• **Problem to work on**
Take the line with "primitive ( a" and the rest of the lines after it, to the end of the entries, and restate them exactly.
___ Material for the task ___
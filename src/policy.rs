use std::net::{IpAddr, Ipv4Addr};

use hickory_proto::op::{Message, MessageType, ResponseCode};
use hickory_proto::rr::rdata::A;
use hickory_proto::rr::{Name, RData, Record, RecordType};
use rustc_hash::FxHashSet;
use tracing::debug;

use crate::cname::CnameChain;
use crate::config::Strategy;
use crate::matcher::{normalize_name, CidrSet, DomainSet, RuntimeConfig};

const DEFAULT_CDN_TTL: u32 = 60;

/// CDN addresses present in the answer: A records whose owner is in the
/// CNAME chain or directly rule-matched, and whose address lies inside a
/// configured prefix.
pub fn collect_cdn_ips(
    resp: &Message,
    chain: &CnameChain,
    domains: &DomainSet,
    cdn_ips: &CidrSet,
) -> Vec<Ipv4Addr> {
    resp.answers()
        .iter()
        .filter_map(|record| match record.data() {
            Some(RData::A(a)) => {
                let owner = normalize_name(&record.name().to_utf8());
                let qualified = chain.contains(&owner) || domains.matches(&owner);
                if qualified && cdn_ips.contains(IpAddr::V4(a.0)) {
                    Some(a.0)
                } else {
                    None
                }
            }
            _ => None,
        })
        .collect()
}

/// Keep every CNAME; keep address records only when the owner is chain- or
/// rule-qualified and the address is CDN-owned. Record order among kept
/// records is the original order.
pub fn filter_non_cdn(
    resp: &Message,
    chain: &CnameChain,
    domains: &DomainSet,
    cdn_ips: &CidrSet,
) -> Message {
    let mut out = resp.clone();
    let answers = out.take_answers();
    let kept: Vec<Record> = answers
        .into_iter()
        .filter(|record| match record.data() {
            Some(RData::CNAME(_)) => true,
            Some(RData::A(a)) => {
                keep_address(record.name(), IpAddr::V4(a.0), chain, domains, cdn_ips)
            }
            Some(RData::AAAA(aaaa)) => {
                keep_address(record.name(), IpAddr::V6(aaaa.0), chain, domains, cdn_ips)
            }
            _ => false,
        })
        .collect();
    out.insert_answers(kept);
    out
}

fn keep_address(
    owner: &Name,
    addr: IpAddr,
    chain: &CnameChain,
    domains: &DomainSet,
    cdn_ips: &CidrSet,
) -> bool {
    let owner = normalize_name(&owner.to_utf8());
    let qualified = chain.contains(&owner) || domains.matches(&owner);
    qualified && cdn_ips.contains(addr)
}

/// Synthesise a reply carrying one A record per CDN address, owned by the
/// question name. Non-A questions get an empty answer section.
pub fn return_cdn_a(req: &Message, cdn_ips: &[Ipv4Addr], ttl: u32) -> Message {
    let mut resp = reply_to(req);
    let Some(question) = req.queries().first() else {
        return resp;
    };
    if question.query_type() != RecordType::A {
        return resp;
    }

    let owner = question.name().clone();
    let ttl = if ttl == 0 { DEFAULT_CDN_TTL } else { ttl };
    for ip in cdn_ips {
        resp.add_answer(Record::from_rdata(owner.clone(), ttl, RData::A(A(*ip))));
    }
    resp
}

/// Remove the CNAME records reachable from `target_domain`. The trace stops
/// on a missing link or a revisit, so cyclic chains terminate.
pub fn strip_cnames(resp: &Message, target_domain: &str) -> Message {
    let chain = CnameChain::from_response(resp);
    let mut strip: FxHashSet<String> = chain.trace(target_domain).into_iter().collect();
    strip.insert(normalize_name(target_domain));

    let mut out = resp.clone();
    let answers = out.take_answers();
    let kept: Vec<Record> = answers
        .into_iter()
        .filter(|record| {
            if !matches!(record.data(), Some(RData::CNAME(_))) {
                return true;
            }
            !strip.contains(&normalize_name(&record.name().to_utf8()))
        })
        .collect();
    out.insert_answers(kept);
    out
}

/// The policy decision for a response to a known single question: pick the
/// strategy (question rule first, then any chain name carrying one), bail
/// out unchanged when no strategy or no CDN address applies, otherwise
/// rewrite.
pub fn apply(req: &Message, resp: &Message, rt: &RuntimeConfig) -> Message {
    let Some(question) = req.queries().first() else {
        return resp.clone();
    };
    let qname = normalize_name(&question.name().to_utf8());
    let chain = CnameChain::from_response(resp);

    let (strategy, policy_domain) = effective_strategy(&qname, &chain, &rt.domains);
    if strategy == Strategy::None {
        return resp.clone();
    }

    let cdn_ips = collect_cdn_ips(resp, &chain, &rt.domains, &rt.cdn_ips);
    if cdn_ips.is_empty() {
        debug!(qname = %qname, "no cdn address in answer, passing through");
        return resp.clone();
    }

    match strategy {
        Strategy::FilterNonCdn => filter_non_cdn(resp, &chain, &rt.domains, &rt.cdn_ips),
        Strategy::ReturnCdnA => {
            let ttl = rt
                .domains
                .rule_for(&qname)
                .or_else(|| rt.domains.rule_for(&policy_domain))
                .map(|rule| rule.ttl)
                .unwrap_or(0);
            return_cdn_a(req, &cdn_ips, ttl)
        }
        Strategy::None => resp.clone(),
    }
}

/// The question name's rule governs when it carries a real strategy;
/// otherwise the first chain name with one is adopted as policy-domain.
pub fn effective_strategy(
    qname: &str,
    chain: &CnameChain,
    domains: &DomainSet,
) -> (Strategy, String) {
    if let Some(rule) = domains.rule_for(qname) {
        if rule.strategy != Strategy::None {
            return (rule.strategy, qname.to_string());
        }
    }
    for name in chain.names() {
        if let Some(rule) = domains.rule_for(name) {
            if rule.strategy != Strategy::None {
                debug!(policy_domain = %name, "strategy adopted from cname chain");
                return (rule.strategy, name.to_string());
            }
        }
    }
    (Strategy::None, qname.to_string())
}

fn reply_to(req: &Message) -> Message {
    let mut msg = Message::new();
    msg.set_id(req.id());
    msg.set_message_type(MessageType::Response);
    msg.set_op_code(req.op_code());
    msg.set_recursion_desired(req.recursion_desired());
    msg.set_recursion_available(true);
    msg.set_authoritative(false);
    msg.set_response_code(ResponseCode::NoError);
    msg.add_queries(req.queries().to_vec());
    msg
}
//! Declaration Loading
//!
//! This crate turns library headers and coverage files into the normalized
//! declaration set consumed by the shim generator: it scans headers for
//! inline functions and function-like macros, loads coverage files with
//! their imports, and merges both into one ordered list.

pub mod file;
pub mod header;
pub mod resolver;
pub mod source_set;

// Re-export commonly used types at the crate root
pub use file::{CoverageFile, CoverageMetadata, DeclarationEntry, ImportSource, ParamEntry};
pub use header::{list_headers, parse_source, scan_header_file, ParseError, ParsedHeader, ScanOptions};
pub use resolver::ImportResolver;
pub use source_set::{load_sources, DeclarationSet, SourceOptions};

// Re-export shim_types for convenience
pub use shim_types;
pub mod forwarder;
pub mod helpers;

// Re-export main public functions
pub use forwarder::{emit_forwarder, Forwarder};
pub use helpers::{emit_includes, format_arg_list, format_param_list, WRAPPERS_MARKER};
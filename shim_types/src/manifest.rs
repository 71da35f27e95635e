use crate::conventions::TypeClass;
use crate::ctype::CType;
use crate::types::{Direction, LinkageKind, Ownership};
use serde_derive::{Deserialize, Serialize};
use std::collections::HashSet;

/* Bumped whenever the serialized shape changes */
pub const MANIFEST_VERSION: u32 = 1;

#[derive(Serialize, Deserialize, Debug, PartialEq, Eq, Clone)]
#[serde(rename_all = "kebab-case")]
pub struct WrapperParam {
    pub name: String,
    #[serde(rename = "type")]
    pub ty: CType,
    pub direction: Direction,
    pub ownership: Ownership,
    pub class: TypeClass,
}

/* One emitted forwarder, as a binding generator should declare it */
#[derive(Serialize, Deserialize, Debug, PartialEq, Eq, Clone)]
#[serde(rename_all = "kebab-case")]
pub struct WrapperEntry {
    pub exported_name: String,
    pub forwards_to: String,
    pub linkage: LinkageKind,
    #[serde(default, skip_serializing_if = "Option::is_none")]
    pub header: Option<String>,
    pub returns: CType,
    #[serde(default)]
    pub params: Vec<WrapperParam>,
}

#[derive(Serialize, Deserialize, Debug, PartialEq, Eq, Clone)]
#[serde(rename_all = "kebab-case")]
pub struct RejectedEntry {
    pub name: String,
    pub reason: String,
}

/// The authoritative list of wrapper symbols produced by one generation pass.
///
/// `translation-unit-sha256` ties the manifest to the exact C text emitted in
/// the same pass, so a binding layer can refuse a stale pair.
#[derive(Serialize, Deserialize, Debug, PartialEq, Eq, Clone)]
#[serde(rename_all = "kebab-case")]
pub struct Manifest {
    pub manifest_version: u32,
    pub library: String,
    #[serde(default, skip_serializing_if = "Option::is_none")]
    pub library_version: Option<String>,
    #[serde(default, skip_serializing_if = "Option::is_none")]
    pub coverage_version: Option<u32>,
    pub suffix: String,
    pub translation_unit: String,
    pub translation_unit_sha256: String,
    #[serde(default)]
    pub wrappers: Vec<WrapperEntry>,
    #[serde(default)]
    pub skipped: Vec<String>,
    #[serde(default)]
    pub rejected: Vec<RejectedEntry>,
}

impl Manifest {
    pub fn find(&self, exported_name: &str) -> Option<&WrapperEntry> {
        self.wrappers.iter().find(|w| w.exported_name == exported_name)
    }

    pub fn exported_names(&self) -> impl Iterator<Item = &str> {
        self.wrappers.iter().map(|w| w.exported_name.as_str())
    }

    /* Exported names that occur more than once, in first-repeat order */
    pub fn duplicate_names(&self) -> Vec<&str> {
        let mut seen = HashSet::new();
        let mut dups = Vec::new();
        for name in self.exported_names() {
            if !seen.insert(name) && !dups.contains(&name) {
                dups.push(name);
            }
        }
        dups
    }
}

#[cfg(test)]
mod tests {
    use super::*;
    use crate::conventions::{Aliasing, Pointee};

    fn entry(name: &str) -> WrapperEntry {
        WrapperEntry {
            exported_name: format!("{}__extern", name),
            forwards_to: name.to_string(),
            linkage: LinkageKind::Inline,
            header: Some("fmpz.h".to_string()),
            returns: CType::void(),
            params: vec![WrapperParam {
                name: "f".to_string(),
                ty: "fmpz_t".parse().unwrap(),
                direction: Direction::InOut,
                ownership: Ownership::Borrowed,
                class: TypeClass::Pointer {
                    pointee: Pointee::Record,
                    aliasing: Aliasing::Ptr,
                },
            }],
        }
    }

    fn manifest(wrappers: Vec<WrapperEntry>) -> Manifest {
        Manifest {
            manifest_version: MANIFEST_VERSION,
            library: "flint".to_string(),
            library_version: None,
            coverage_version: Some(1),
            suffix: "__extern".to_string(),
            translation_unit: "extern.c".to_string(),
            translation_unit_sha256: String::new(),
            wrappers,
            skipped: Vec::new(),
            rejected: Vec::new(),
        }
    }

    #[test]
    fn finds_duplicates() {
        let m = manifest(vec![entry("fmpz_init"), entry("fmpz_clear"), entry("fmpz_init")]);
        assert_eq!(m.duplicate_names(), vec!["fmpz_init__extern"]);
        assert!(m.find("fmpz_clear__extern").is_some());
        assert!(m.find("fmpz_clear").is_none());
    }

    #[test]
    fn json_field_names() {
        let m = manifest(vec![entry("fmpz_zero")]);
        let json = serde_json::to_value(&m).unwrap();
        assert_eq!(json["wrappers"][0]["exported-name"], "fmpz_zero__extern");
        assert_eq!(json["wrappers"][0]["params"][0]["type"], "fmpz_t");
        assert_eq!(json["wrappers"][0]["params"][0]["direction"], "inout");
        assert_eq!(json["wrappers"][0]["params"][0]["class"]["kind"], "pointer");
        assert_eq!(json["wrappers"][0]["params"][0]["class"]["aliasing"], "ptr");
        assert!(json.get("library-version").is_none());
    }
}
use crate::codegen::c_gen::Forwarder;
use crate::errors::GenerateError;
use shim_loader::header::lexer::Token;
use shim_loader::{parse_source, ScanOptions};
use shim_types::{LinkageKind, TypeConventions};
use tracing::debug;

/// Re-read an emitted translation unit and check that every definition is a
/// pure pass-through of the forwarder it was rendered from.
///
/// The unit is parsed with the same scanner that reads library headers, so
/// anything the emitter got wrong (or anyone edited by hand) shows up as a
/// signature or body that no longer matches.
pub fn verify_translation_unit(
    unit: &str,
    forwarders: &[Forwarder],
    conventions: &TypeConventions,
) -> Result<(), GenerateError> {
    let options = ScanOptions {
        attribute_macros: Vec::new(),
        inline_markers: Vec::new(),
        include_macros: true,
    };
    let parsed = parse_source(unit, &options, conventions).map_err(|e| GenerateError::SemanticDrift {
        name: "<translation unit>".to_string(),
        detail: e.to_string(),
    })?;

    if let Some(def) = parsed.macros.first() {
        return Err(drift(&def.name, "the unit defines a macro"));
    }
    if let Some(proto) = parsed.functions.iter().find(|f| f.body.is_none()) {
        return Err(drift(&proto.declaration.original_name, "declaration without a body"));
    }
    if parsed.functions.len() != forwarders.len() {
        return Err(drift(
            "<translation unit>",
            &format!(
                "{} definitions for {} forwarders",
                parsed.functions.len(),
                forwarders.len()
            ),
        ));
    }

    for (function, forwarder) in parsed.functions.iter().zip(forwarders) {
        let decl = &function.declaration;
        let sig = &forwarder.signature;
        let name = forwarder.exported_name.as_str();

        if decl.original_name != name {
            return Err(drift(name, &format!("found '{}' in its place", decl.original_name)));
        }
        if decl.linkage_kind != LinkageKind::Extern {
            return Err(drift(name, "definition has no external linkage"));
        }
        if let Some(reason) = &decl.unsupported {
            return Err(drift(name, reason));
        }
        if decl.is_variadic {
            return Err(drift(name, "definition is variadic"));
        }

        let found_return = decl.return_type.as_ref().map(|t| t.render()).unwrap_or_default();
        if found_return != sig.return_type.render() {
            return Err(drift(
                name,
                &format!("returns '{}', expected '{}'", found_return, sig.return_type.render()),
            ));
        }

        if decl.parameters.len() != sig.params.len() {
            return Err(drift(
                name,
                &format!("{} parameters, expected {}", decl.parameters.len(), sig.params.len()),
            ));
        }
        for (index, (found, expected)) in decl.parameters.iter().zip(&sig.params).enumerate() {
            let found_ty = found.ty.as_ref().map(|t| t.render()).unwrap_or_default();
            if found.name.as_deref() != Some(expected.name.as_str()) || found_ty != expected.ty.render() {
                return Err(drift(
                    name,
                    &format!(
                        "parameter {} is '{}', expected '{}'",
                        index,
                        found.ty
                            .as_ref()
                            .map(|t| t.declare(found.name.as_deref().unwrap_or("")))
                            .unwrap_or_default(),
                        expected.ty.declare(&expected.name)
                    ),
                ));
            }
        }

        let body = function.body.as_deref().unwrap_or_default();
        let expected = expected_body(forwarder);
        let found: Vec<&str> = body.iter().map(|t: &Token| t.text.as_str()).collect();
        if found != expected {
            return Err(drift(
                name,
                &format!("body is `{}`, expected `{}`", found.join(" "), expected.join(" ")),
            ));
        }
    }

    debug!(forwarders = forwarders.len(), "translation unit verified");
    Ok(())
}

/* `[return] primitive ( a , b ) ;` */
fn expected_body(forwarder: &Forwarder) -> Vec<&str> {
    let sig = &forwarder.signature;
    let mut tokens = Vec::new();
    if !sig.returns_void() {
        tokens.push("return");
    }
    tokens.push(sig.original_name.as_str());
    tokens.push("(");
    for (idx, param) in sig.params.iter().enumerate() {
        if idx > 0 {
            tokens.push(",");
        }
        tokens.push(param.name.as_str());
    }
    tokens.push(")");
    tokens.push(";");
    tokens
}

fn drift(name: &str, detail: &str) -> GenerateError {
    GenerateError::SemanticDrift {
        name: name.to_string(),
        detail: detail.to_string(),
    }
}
___
• **Answer section**
/* `[return] primitive ( a , b ) ;` */
fn expected_body(forwarder: &Forwarder) -> Vec<&str> {
    let sig = &forwarder.signature;
    let mut tokens = Vec::new();
    if !sig.returns_void() {
        tokens.push("return");
    }
    tokens.push(sig.original_name.as_str());
    tokens.push("(");
    for (idx, param) in sig.params.iter().enumerate() {
        if idx > 0 {
            tokens.push(",");
        }
        tokens.push(param.name.as_str());
    }
    tokens.push(")");
    tokens.push(";");
    tokens
}

fn drift(name: &str, detail: &str) -> GenerateError {
    GenerateError::SemanticDrift {
        name: name.to_string(),
        detail: detail.to_string(),
    }
}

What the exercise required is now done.